I really am a good baker, friends. May I call you friends? I mean, I am now and there’s not much you can do to stop me. And to be honest, most of you are probably actually my friends who are reading this. Anyways, I do really love to bake and I thought I was pretty good at it. I’ve made pies and cookies and scones and brownies since I was a kid. But despite it’s categorization in the book, this is not an easy-peasy bake. Or maybe it is and I’m a fraud.

Also, am I the only one who doesn’t do the full time on recipes to start? I always do two minutes less for fear of overbaking, and then go back and check every minute to see if they’re done yet.

And while we’re on the topic of the actual baking part of baking, does it really do that much to rotate the pans? For all of time, recipes have told you to rotate the sheets for an even bake, but I gave that up about 10 years ago. (Even though I definitely did for this one because I wouldn’t want to face the disappointment on Paul and Mary’s faces at an uneven bake.)

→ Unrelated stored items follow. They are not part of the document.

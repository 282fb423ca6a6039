//! Shutdown coordination for the gateway.

use tokio::sync::broadcast;

/// Coordinator for graceful shutdown.
///
/// Provides a broadcast channel that all long-running tasks can subscribe to.
#[derive(Debug, Clone)]
pub struct Shutdown {
    tx: broadcast::Sender<()>,
}

impl Shutdown {
    pub fn new() -> Self {
        let (tx, _) = broadcast::channel(1);
        Self { tx }
    }

    /// Subscribe to the shutdown signal.
    pub fn subscribe(&self) -> broadcast::Receiver<()> {
        self.tx.subscribe()
    }

    /// Trigger the shutdown signal. Repeated triggers are harmless.
    pub fn trigger(&self) {
        let _ = self.tx.send(());
    }

    /// Number of tasks still listening.
    pub fn receiver_count(&self) -> usize {
        self.tx.receiver_count()
    }
}

impl Default for Shutdown {
    fn default() -> Self {
        Self::new()
    }
}

#[cfg(test)]
mod tests {
    use super::*;

    #[tokio::test]
    async fn every_subscriber_is_notified() {
        let shutdown = Shutdown::new();
        let mut first = shutdown.subscribe();
        let mut second = shutdown.clone().subscribe();
        assert_eq!(shutdown.receiver_count(), 2);

        shutdown.trigger();
        assert!(first.recv().await.is_ok());
        assert!(second.recv().await.is_ok());
    }

    #[test]
    fn trigger_without_subscribers_is_harmless() {
        let shutdown = Shutdown::default();
        shutdown.trigger();
        shutdown.trigger();
    }
}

I’ve pulled the first half out of the oven and I have to say they don’t really look “pale gold in colour” but the bottoms are starting to turn gold-gold and I don’t want them to turn black-brown-burnt-gold, so I’ve taken them out.

This really is riveting stuff, isn’t it?

Now to wait like Selasi until I can dip them in le chocolat.

Now, because I had such issues combining the dough, I also had some issue in trying to set aside 20 even pieces, as the recipe required. Usually I’d use a melon baller as a cookie scoop, but that’s where there are two problems. One, the dough was too fragile to use a melon baller. And two, similar to the sifter, I am not in possession of a melon baller in the same way that Mr. Wickham is not in possession of a good fortune (or a conscience).

The other thing I’m not in possession of is a double broiler, so I make do with a big pot and a small pot, because Making Do is my middle name! (It’s not. That would be incredibly strange.)

Chocolate melted? Check. Photo recreation? Check. Dropped a dipped cookie chocolate-side down? Check. Dropped a jar on one of the cookies as it was cooling for the sake of a photo op? Check. Twenty slightly different sizes that would definitely be judged by Paul especially? Check.

Also, dipping the cookie bake-side down into the chocolate is a clever-clogs way of hiding any overbaking issues that can be seen with a too-golden-brown bottom.

I did it! Now I just have to try one.

Well, I have to say, I’m not Paul Hollywood nor am I Mary Berry. I’m not even Mel or Sue. But I didn’t mind it. I guess the real test is to see how many disappear at work.